Z rana padało jakby się wściekło i w związku z tym i bólem głowy po wczorajszym wielu uczestników się wycofało. Zostali ci najtrwalsi a słonko postanowiło nam to wynagrodzić. Zrobiło się ciepło ale błotniście i ślisko. Ustawiłam się w pierwszym rzędzie bo wiedziałam, że będzie gleba za glebą na korzeniach. Czołówka poszła. Jeżdżą na Mazowii więc sądziłam, że zaraz powącham kurz a tutaj start i ja prowadzę? Zwolniłam, bo co kurna jest? Na stracie drogę pomyliłam????! Nie, jednak mnie wyprzedzili. To jedziemy!!  Wyminęło mnie paru facetów i stwierdziłam, że już starczy.
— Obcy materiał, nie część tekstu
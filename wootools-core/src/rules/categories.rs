use super::engine::UpdateRule;
use crate::config::WootoolsConfig;
use crate::error::RuleError;
use crate::types::{format_categories, parse_categories, ExportRecord, UpdateRow};

// FixCategoriesRule - every product ends up in a category, and "Uncategorized"
// only stays on products that have nothing else
pub struct FixCategoriesRule<'a> {
    config: &'a WootoolsConfig,
}

impl<'a> FixCategoriesRule<'a> {
    pub fn new(config: &'a WootoolsConfig) -> Self {
        Self { config }
    }
}

impl<'a> UpdateRule for FixCategoriesRule<'a> {
    fn name(&self) -> &str {
        "FixCategories"
    }

    fn header(&self) -> [&str; 2] {
        [
            self.config.export.id.as_str(),
            self.config.export.categories.as_str(),
        ]
    }

    fn required_columns(&self) -> Vec<&str> {
        vec![
            self.config.export.id.as_str(),
            self.config.export.categories.as_str(),
        ]
    }

    fn process_export_row(&self, record: &ExportRecord) -> Result<Option<UpdateRow>, RuleError> {
        let columns = &self.config.export;
        let categories = parse_categories(record.require(&columns.categories)?);
        let fixed = update_categories(&categories, &self.config.categories.uncategorized);
        match fixed {
            Some(fixed) => Ok(Some(UpdateRow::new(
                record.require(&columns.id)?,
                format_categories(&fixed),
            ))),
            None => Ok(None),
        }
    }
}

/// Return the corrected category list, or `None` if no change is needed.
pub fn update_categories(categories: &[String], uncategorized: &str) -> Option<Vec<String>> {
    if categories.is_empty() {
        return Some(vec![uncategorized.to_string()]);
    }
    let others: Vec<String> = categories
        .iter()
        .filter(|category| category.as_str() != uncategorized)
        .cloned()
        .collect();
    if others.is_empty() || others.len() == categories.len() {
        return None;
    }
    Some(others)
}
Teraz gonię ja! Trasa okazała się całkiem fajna i tak jak powiedział organizator można było jechać bez hamulców. Chciałam jechać dwa kółka ale byłyśmy tylko 3 odważne a potrzebne były 4 zeby była rywalizacja. Żadna kobitka się namówić nie dała więc musiałam się sprężyć bo na jedynym dystansie kobitek było nas 15 i ja wiem jak one jeżdżą? Typowe teksty "ja nie trenuję, nie mam czasu, jestem chora itp" oczywiście były ale dopiero trasa weryfikuje.
Trasa fajna i łatwa. Był jeden fajny zjazd jak się potem dowiedziałam "nie do zjechania" i dwa podjeździki "nie do podjechania"   wycinka i błoto. W błocie się zakopałam, koło mi zabuksowało i musiałam kawałek polecieć z buta, dwa km szukałam trasy bo mi chłopaki przede mną w lesie zniknęli a strzałki nie było. Musiałam wracać  i  gonić. Złapałam czołówkę, która właśnie zgodnie z trasą zawracała na pętelce. Zdziwienie w oczach, że jakaś baba juz jedzie- bezcenna ;)  Gdzieś tam sedzia pilnujący drogi krzyknął mi, że jestem pierwsza,  i już spokojnie pojechałam do mety.
Przyjechałam 8 open,  druga kobietka przyjechała 12 minut po mnie.
A potem o 19 impreza. Wręczenie statuetki, dyplomu z podpisem prezesa i złoty medal. 
Ja cie! Co się działo!!. Normalnie byłam gwiazdą. Każdy się chciał ze mną sfotografować, wyrazić swój zachwyt, popytać jak ja to robię, że tak jezdżę albo popłakać, że "kobieta mnie bije". 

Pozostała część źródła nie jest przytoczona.